Critical Factors for Successful Restorations: Light-Curing, Light-Energy Monitoring, and Matrices

Howard E. Strassler, DMD; and Nisha F. Ganesh, DDS

The clinical success of light-cured adhesive composite resin restorations depends heavily upon attention to detail in each of the steps required to diagnose, prepare, and restore. While much attention has been given to the intricacies of diagnosis and preparation and the development of improved adhesives and resins, light-curing is often taken for granted. Various factors must be taken into account when light-curing resin adhesives, resin-based composites, resin cements, and other light-activated restorative materials to ensure optimal polymerization of the restoration. Proper use of curing lights and matrix systems, as well as correctly measuring the effectiveness of the curing light, all contribute to the successful outcome of light-cured composite resin restorations.

Dental Light-Curing Devices

Clinicians have choices in the light-curing units (LCUs) they use. Factors such as spectra wavelength, power density and energy delivered to the tooth and light-activated restorative being placed, timing for use, availability of accessories, configuration of curing probes/tips, energy source to power the device, and others vary with different LCUs.^1,2 While the earliest light-cured composite resins were photoinitiated with ultraviolet light (wavelength 10 nm to 400 nm), current composite resins are photopolymerized predominantly with blue light (wavelength ~ 420 nm to 480 nm). Use of a blue light source and a camphoroquinone (CQ) photoinitiator enabled the opportunity to achieve a greater depth of cure for more efficient restoration placement.³

The earliest LCUs compatible with CQ-photoinitiated composite resin used quartz halogen (QTH) light sources; the light emitted was very broad spectrum, ranging between violet and red.

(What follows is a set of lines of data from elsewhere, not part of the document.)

//! Token issuing and verification

use super::types::{Claims, Credentials, IssuedToken};
use crate::config::AuthSettings;
use crate::error::{Error, Result};
use chrono::Utc;
use jsonwebtoken::{decode, encode, Algorithm, DecodingKey, EncodingKey, Header, Validation};

/// Case-insensitive scheme prefix stripped from the `Authorization` header
const BEARER_PREFIX: &str = "Bearer ";

/// Signs and verifies session tokens against one injected credential pair
#[derive(Clone)]
pub struct TokenIssuer {
    credentials: Credentials,
    encoding_key: EncodingKey,
    decoding_key: DecodingKey,
    lifetime_seconds: u64,
    validation: Validation,
}

impl std::fmt::Debug for TokenIssuer {
    fn fmt(&self, f: &mut std::fmt::Formatter<'_>) -> std::fmt::Result {
        f.debug_struct("TokenIssuer")
            .field("username", &self.credentials.username)
            .field("lifetime_seconds", &self.lifetime_seconds)
            .finish_non_exhaustive()
    }
}

impl TokenIssuer {
    /// Create an issuer from the auth settings
    pub fn new(settings: &AuthSettings) -> Self {
        let secret = settings.secret.as_bytes();

        // Expiry is checked by hand against a single clock reading
        let mut validation = Validation::new(Algorithm::HS256);
        validation.validate_exp = false;
        validation.leeway = 0;
        validation.set_required_spec_claims(&["exp", "sub"]);

        Self {
            credentials: settings.credentials(),
            encoding_key: EncodingKey::from_secret(secret),
            decoding_key: DecodingKey::from_secret(secret),
            lifetime_seconds: settings.token_lifetime_seconds,
            validation,
        }
    }

    /// Check credentials and issue a token valid from now
    pub fn issue(&self, username: &str, password: &str) -> Result<IssuedToken> {
        self.issue_at(username, password, Utc::now().timestamp())
    }

    /// Check credentials and issue a token as if the time were `now`
    pub fn issue_at(&self, username: &str, password: &str, now: i64) -> Result<IssuedToken> {
        if !self.credentials.matches(username, password) {
            tracing::debug!("login rejected");
            return Err(Error::unauthorized("bad credentials"));
        }
        self.sign(username, now)
    }

    /// Sign a token for `subject` without a credential check
    pub fn sign(&self, subject: &str, now: i64) -> Result<IssuedToken> {
        #[allow(clippy::cast_possible_wrap)]
        let exp = now.saturating_add(self.lifetime_seconds as i64);

        let claims = Claims {
            sub: subject.to_string(),
            iat: now,
            exp,
        };

        let token = encode(&Header::new(Algorithm::HS256), &claims, &self.encoding_key)
            .map_err(|e| Error::token(format!("Failed to encode JWT: {e}")))?;

        tracing::debug!(subject, exp, "issued token");
        Ok(IssuedToken { token, claims })
    }

    /// Verify an `Authorization` header value against the current time
    pub fn verify(&self, authorization: Option<&str>) -> Result<Claims> {
        let authorization =
            authorization.ok_or_else(|| Error::unauthorized("missing authorization header"))?;
        self.verify_at(authorization, Utc::now().timestamp())
    }

    /// Verify an `Authorization` header value as if the time were `now`.
    ///
    /// Accepts `Bearer <token>` (any case) or the bare token.
    pub fn verify_at(&self, authorization: &str, now: i64) -> Result<Claims> {
        let token = strip_bearer(authorization);
        if token.is_empty() {
            return Err(Error::unauthorized("empty token"));
        }

        let data = decode::<Claims>(token, &self.decoding_key, &self.validation)
            .map_err(|e| Error::unauthorized(format!("invalid token: {e}")))?;

        if !data.claims.is_live_at(now) {
            return Err(Error::unauthorized("token expired"));
        }

        Ok(data.claims)
    }
}

/// Strip an optional, case-insensitive `Bearer ` prefix
pub fn strip_bearer(value: &str) -> &str {
    match value.get(..BEARER_PREFIX.len()) {
        Some(prefix) if prefix.eq_ignore_ascii_case(BEARER_PREFIX) => &value[BEARER_PREFIX.len()..],
        _ => value,
    }
}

Typically, these curing lights adequately polymerized all composites. Currently, the most popular curing lights use high-energy blue light-emitting diodes (LEDs). LED curing lights provide the benefits of being lightweight, battery-powered, and, in many cases, quieter by eliminating noisy fans required by QTH curing lights.

Though CQ is a highly efficient chemical initiator, concerns arose that until these composites were light-cured they had inherent yellow coloration as a result of the CQ.³ Fortunately, in most cases, once they were light-cured the yellowish-colored CQ-based composites bleached to the desired shade. In response to this concern some manufacturers controlled the yellow coloration of CQ and enhanced the ability of their brand of composite to light-cure by adding a clear photoinitiator—either monoacylphosphine (TPO) or phenylpropanedione (PPD)—that was sensitive to the violet spectrum (wavelength ~ 320 nm to 420 nm).³ One manufacturer addressed this issue by developing its own proprietary photoinitiator (Ivocerin^®, Ivoclar Vivadent, ivoclarvivadent.com) that has an extended wavelength of violet to blue (370 nm to 460 nm).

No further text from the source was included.